Layer-by-layer assembly (LBL) is an effective method for preparing polymer composite thin films. The following mainly describes the LBL assembly of three different CEs of HEC, MC and HPC with PAA, compares their assembly behavior, and analyzes the influence of substituents on LBL assembly. Investigate the effect of pH on film thickness, and the different differences of pH on film formation and dissolution, and develop the water absorption properties of CE/PAA.
Experimental Materials:
Polyacrylic acid (PAA, Mw = 450,000). The viscosity of 2wt.% aqueous solution of hydroxyethylcellulose (HEC) is 300 mPa·s, and the degree of substitution is 2.5. Methylcellulose (MC, a 2wt.% aqueous solution with a viscosity of 400 mPa·s and a degree of substitution of 1.8). Hydroxypropyl cellulose (HPC, a 2wt.% aqueous solution with a viscosity of 400 mPa·s and a degree of substitution of 2.5).
Film preparation:
Prepared by liquid crystal layer assembly on silicon at 25°C. The treatment method of the slide matrix is as follows: soak in acidic solution (H2SO4/H2O2, 7/3Vol/VOL) for 30min, then rinse with deionized water several times until the pH becomes neutral, and finally dry with pure nitrogen. LBL assembly is performed using automatic machinery. The substrate was alternately soaked in CE solution (0.2 mg/mL) and PAA solution (0.2 mg/mL), each solution was soaked for 4 min. Three rinse soaks of 1 min each in deionized water were performed between each solution soak to remove loosely attached polymer. The pH values of the assembly solution and the rinsing solution were both adjusted to pH 2.0. The as-prepared films are denoted as (CE/PAA)n, where n denotes the assembly cycle. (HEC/PAA)40, (MC/PAA)30 and (HPC/PAA)30 were mainly prepared.
Film Characterization:
Near-normal reflectance spectra were recorded and analyzed with NanoCalc-XR Ocean Optics, and the thickness of films deposited on silicon was measured. With a blank silicon substrate as the background, the FT-IR spectrum of the thin film on the silicon substrate was collected on a Nicolet 8700 infrared spectrometer.
Hydrogen bond interactions between PAA and CEs:
Assembly of HEC, MC and HPC with PAA into LBL films. The infrared spectra of HEC/PAA, MC/PAA and HPC/PAA are shown in the figure. The strong IR signals of PAA and CES can be clearly observed in the IR spectra of HEC/PAA, MC/PAA and HPC/PAA. FT-IR spectroscopy can analyze the hydrogen bond complexation between PAA and CES by monitoring the shift of characteristic absorption bands. The hydrogen bonding between CES and PAA mainly occurs between the hydroxyl oxygen of CES and the COOH group of PAA. After the hydrogen bond is formed, the stretching peak red shifts to the low frequency direction.
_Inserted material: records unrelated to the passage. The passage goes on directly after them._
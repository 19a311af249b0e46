//! Event types and observers used by the demo.
//!
//! Submodules:
//! - [`switchdebug`] – toggle the debug overlay on/off
pub mod switchdebug;
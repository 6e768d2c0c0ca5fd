#![allow(missing_docs)]
#![allow(dead_code)]

// A template as an engine would feed it: cut wherever a variable could be
// substituted, which is often in the middle of a construct.
#[rustfmt::skip]
pub const STREAM: [&str; 13] = [
    r#"<!DOCTYPE html><html><head><title>"#,    // title body is raw text
    r#"a < b</title>"#,                         // `<` inside raw text, then the close tag
    r#"<script>var s = 'x"#,                    // inside a script string
    r#"</b>';</scr"#,                           // a close tag that does not match, then one cut short
    r#"ipt>"#,                                  // the script closes across the seam
    r#"<a href="#,                              // unquoted URL value start
    r#""/x?y=1&amp;z=2" onclick='go(&quot;"#,   // entity-encoded quote opens a JS string
    r#"a&amp;b&quot;)'>"#,                      // ...and closes it
    r#"<!-- note -"#,                           // inside a comment
    r#"-></a>"#,                                // comment close across the seam
    r#"<p style=color:"#,                       // inline CSS
    r#"red>"#,
    r#""#,
];

pub fn joined() -> String {
    STREAM.concat()
}
impl<T> Definition<T> {
    /// Allocates a table of `num_states` rows, all leading to
    /// [`State::ERROR`], with no hooks.
    ///
    /// # Errors
    ///
    /// [`ConfigError::StateCount`] when `num_states` is zero or above
    /// [`State::MAX_STATES`], [`ConfigError::OutOfMemory`] when allocation
    /// fails.
    pub fn new(num_states: usize) -> Result<Self, ConfigError> {
        if num_states == 0 || num_states > State::MAX_STATES {
            return Err(ConfigError::StateCount(num_states));
        }

        let mut table = Vec::new();
        let mut enter = Vec::new();
        let mut exit = Vec::new();
        let mut in_state = Vec::new();
        table
            .try_reserve_exact(num_states)
            .and_then(|()| enter.try_reserve_exact(num_states))
            .and_then(|()| exit.try_reserve_exact(num_states))
            .and_then(|()| in_state.try_reserve_exact(num_states))
            .map_err(|_| ConfigError::OutOfMemory)?;

        table.resize(num_states, [State::ERROR; 256]);
        enter.resize(num_states, None);
        exit.resize(num_states, None);
        in_state.resize(num_states, None);

        Ok(Self {
            table,
            enter,
            exit,
            in_state,
            names: Vec::new(),
        })
    }

    /// Number of states in the table.
    #[must_use]
    pub fn num_states(&self) -> usize {
        self.table.len()
    }

    /// Applies `rules` in order. A `default` rule fills the whole row of its
    /// source state and has to come before any specific rule for that state;
    /// later rules overwrite earlier ones.
    ///
    /// # Errors
    ///
    /// Malformed patterns, states outside the table (the destination may be
    /// [`State::ERROR`]), and a `default` listed after a specific rule for the
    /// same state.
    pub fn populate(&mut self, rules: &[Rule<'_>]) -> Result<(), ConfigError> {
        let mut specific_seen = [false; State::MAX_STATES];

        for rule in rules {
            self.check(rule.from)?;
            if !rule.to.is_error() {
                self.check(rule.to)?;
            }

            let row = &mut self.table[rule.from.index()];
            match Pattern::parse(rule.pattern)? {
                Pattern::Default => {
                    if specific_seen[rule.from.index()] {
                        return Err(ConfigError::DefaultNotFirst(rule.from.id()));
                    }
                    row.fill(rule.to);
                }
                pattern => {
                    specific_seen[rule.from.index()] = true;
                    pattern.for_each_byte(|byte| row[usize::from(byte)] = rule.to);
                }
            }
        }

        Ok(())
    }

    /// Registers the hook fired when a byte moves the machine into `state`.
    ///
    /// # Errors
    ///
    /// [`ConfigError::StateOutOfRange`] for a state outside the table.
    pub fn set_enter(&mut self, state: State, hook: Hook<T>) -> Result<(), ConfigError> {
        self.check(state)?;
        self.enter[state.index()] = Some(hook);
        Ok(())
    }

    /// Registers the hook fired when a byte moves the machine out of
    /// `state`.
    ///
    /// # Errors
    ///
    /// [`ConfigError::StateOutOfRange`] for a state outside the table.
    pub fn set_exit(&mut self, state: State, hook: Hook<T>) -> Result<(), ConfigError> {
        self.check(state)?;
        self.exit[state.index()] = Some(hook);
        Ok(())
    }

    /// Registers the hook fired for every byte that leaves the machine in
    /// `state`, whether or not the state changed.
    ///
    /// # Errors
    ///
    /// [`ConfigError::StateOutOfRange`] for a state outside the table.
    pub fn set_in_state(&mut self, state: State, hook: Hook<T>) -> Result<(), ConfigError> {
        self.check(state)?;
        self.in_state[state.index()] = Some(hook);
        Ok(())
    }

    /// Names every state, for diagnostics.
    ///
    /// # Errors
    ///
    /// [`ConfigError::NameCount`] unless there is exactly one name per
    /// state.
    pub fn set_names(&mut self, names: &[&'static str]) -> Result<(), ConfigError> {
        if names.len() != self.num_states() {
            return Err(ConfigError::NameCount {
                expected: self.num_states(),
                actual: names.len(),
            });
        }
        self.names = names.to_vec();
        Ok(())
    }

    /// Name of `state`, if names were supplied.
    #[must_use]
    pub fn name(&self, state: State) -> Option<&'static str> {
        self.names.get(state.index()).copied()
    }

    /// Destination for `byte` in `state`; [`State::ERROR`] for anything
    /// the table does not cover.
    #[must_use]
    #[inline]
    pub fn next(&self, state: State, byte: u8) -> State {
        self.table
            .get(state.index())
            .map_or(State::ERROR, |row| row[usize::from(byte)])
    }

    #[inline]
    fn enter_hook(&self, state: State) -> Option<Hook<T>> {
        self.enter.get(state.index()).copied().flatten()
    }

    #[inline]
    fn exit_hook(&self, state: State) -> Option<Hook<T>> {
        self.exit.get(state.index()).copied().flatten()
    }

    #[inline]
    fn in_state_hook(&self, state: State) -> Option<Hook<T>> {
        self.in_state.get(state.index()).copied().flatten()
    }

    fn check(&self, state: State) -> Result<(), ConfigError> {
        if state.index() < self.num_states() {
            Ok(())
        } else {
            Err(ConfigError::StateOutOfRange {
                state: state.id(),
                num_states: self.num_states(),
            })
        }
    }
}

impl<T> fmt::Debug for Definition<T> {
    fn fmt(&self, f: &mut fmt::Formatter<'_>) -> fmt::Result {
        f.debug_struct("Definition")
            .field("num_states", &self.num_states())
            .field("names", &self.names)
            .finish_non_exhaustive()
    }
}

/// A running instance of a [`Definition`] over one input stream.
///
/// Input may arrive in any number of [`parse`](Machine::parse) calls; all
/// state carries over between them.
///
/// Errors are sticky: after a failed call the machine stays in
/// [`State::ERROR`] and every later `parse` or `set_state` returns the same
/// error again, until [`reset`](Machine::reset).
#[derive(Clone)]
pub struct Machine<T> {
    definition: Arc<Definition<T>>,
    state: State,
    current_byte: Option<u8>,
    recording: bool,
    record: RecordBuffer,
    line: usize,
    column: usize,
    error: Option<ParseError>,
    user: T,
}

impl<T> Machine<T> {
    /// Starts a machine in state 0, carrying `user` for the hooks.
    pub fn new(definition: Arc<Definition<T>>, user: T) -> Self {
        Self {
            definition,
            state: State::new(0),
            current_byte: None,
            recording: false,
            record: RecordBuffer::new(),
            line: 1,
            column: 1,
            error: None,
            user,
        }
    }

    /// The shared grammar.
    #[must_use]
    pub fn definition(&self) -> &Arc<Definition<T>> {
        &self.definition
    }

    /// Current state; [`State::ERROR`] after a failure.
    #[must_use]
    pub fn state(&self) -> State {
        self.state
    }

    /// The last byte handed to the machine.
    #[must_use]
    pub fn current_byte(&self) -> Option<u8> {
        self.current_byte
    }

    /// The error that halted the machine, if any.
    #[must_use]
    pub fn error(&self) -> Option<&ParseError> {
        self.error.as_ref()
    }

    /// 1-based line of the next byte.
    #[must_use]
    pub fn line_number(&self) -> usize {
        self.line
    }

    /// 1-based column of the next byte.
    #[must_use]
    pub fn column_number(&self) -> usize {
        self.column
    }

    /// Overrides the line counter, e.g. after splicing in other content.
    pub fn set_line_number(&mut self, line: usize) {
        self.line = line;
    }

    /// Overrides the column counter.
    pub fn set_column_number(&mut self, column: usize) {
        self.column = column;
    }

    /// The hook context.
    #[must_use]
    pub fn user(&self) -> &T {
        &self.user
    }

    /// The hook context, mutably.
    pub fn user_mut(&mut self) -> &mut T {
        &mut self.user
    }

    /// The hook context together with the recorded bytes, for hooks that
    /// copy a capture into their own state.
    pub fn user_and_record(&mut self) -> (&mut T, &[u8]) {
        (&mut self.user, self.record.as_bytes())
    }

    /// Starts capturing input bytes, discarding any previous capture.
    pub fn start_record(&mut self) {
        self.record.clear();
        self.recording = true;
    }

    /// Stops capturing. The capture stays readable until the next
    /// [`start_record`](Self::start_record).
    pub fn stop_record(&mut self) {
        self.recording = false;
    }

    /// Whether bytes are currently being captured.
    #[must_use]
    pub fn is_recording(&self) -> bool {
        self.recording
    }

    /// The current or most recent capture.
    #[must_use]
    pub fn record_buffer(&self) -> &RecordBuffer {
        &self.record
    }

    /// Returns to state 0 with counters, capture and error cleared. The
    /// hook context is left alone.
    pub fn reset(&mut self) {
        self.reset_to(State::new(0));
    }

    /// Like [`reset`](Self::reset) but starting in `state`. No hooks fire.
    ///
    /// A state outside the table halts the machine with
    /// [`ErrorKind::UnknownState`].
    pub fn reset_to(&mut self, state: State) {
        self.state = state;
        self.current_byte = None;
        self.recording = false;
        self.record.clear();
        self.line = 1;
        self.column = 1;
        self.error = None;
        if state.index() >= self.definition.num_states() {
            self.halt(ErrorKind::UnknownState(state.id()));
        }
    }

    /// Forces a transition without consuming input. Exit and enter hooks
    /// fire with `byte: None`; in-state hooks do not.
    ///
    /// Returns the state the machine ended up in, which differs from `state`
    /// when a hook overrode it.
    ///
    /// # Errors
    ///
    /// The sticky error if the machine is halted, or
    /// [`ErrorKind::UnknownState`] (without halting) for a state outside the
    /// table.
    pub fn set_state(&mut self, state: State) -> Result<State, ParseError> {
        if let Some(err) = &self.error {
            return Err(err.clone());
        }
        if state.index() >= self.definition.num_states() {
            return Err(self.positioned(ErrorKind::UnknownState(state.id())));
        }

        let from = self.state;
        let next = self.transition(from, None, state);
        self.commit(from, None, next)
    }

    /// Feeds a chunk of input and returns the resulting state.
    ///
    /// # Errors
    ///
    /// [`ErrorKind::UnexpectedByte`] at the first byte the table has no
    /// transition for. Bytes after it are not looked at, and the machine is
    /// halted.
    pub fn parse(&mut self, input: &[u8]) -> Result<State, ParseError> {
        if let Some(err) = &self.error {
            return Err(err.clone());
        }

        for &byte in input {
            self.current_byte = Some(byte);
            let from = self.state;
            let to = self.definition.next(from, byte);
            if to.is_error() {
                let name = self.definition.name(from);
                return Err(self.halt(ErrorKind::UnexpectedByte { byte, state: name }));
            }

            let to = self.transition(from, Some(byte), to);
            let hook = self.definition.in_state_hook(to);
            let to = self.fire(hook, Step {
                from,
                byte: Some(byte),
                to,
            });

            if self.recording {
                self.record.push(byte);
            }

            self.commit(from, Some(byte), to)?;
            self.column += 1;
            if byte == b'\n' {
                self.line += 1;
                self.column = 1;
            }
        }

        Ok(self.state)
    }

    /// [`parse`](Self::parse) for callers holding a `(buffer, length)` pair.
    ///
    /// # Errors
    ///
    /// [`ErrorKind::InvalidLength`] when `len` is negative or runs past the
    /// end of `input`; the machine is not halted by this. Otherwise as
    /// [`parse`](Self::parse).
    pub fn parse_len(&mut self, input: &[u8], len: isize) -> Result<State, ParseError> {
        let Some(chunk) = usize::try_from(len).ok().and_then(|len| input.get(..len)) else {
            return Err(self.positioned(ErrorKind::InvalidLength(len)));
        };
        self.parse(chunk)
    }

    /// An independent machine in the same position, sharing the grammar.
    #[must_use]
    pub fn duplicate(&self) -> Self
    where
        T: Clone,
    {
        self.clone()
    }

    /// Overwrites `dst` with this machine's position and context. The
    /// grammar is shared, not copied.
    pub fn copy_into(&self, dst: &mut Self)
    where
        T: Clone,
    {
        dst.clone_from(self);
    }

    fn transition(&mut self, from: State, byte: Option<u8>, mut to: State) -> State {
        if from != to {
            let hook = self.definition.exit_hook(from);
            to = self.fire(hook, Step { from, byte, to });
        }
        if from != to {
            let hook = self.definition.enter_hook(to);
            to = self.fire(hook, Step { from, byte, to });
        }
        to
    }

    #[inline]
    fn fire(&mut self, hook: Option<Hook<T>>, step: Step) -> State {
        match hook {
            Some(hook) => hook(self, step).unwrap_or(step.to),
            None => step.to,
        }
    }

    fn commit(&mut self, from: State, byte: Option<u8>, to: State) -> Result<State, ParseError> {
        if to.is_error() {
            let state = self.definition.name(from);
            return Err(self.halt(ErrorKind::UnexpectedByte {
                byte: byte.unwrap_or(0),
                state,
            }));
        }
        if to.index() >= self.definition.num_states() {
            return Err(self.halt(ErrorKind::UnknownState(to.id())));
        }
        self.state = to;
        Ok(to)
    }

    fn positioned(&self, kind: ErrorKind) -> ParseError {
        ParseError {
            source: kind,
            line: self.line,
            column: self.column,
        }
    }

    fn halt(&mut self, kind: ErrorKind) -> ParseError {
        let err = self.positioned(kind);
        log::debug!("state machine halted: {err}");
        self.state = State::ERROR;
        self.recording = false;
        self.error = Some(err.clone());
        err
    }
}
A peak of 1710 cm-1 was observed for pure PAA powder. When polyacrylamide was assembled into films with different CEs, the peaks of HEC/PAA, MC/PAA and MPC/PAA films were located at 1718 cm-1, 1720 cm-1 and 1724 cm-1, respectively. Compared with pure PAA powder, the peak lengths of HPC/PAA, MC/PAA and HEC/PAA films shifted by 14, 10 and 8 cm−1, respectively. The hydrogen bond between the ether oxygen and COOH interrupts the hydrogen bond between the COOH groups. The more hydrogen bonds formed between PAA and CE, the greater the peak shift of CE/PAA in IR spectra. HPC has the highest degree of hydrogen bond complexation, PAA and MC are in the middle, and HEC is the lowest.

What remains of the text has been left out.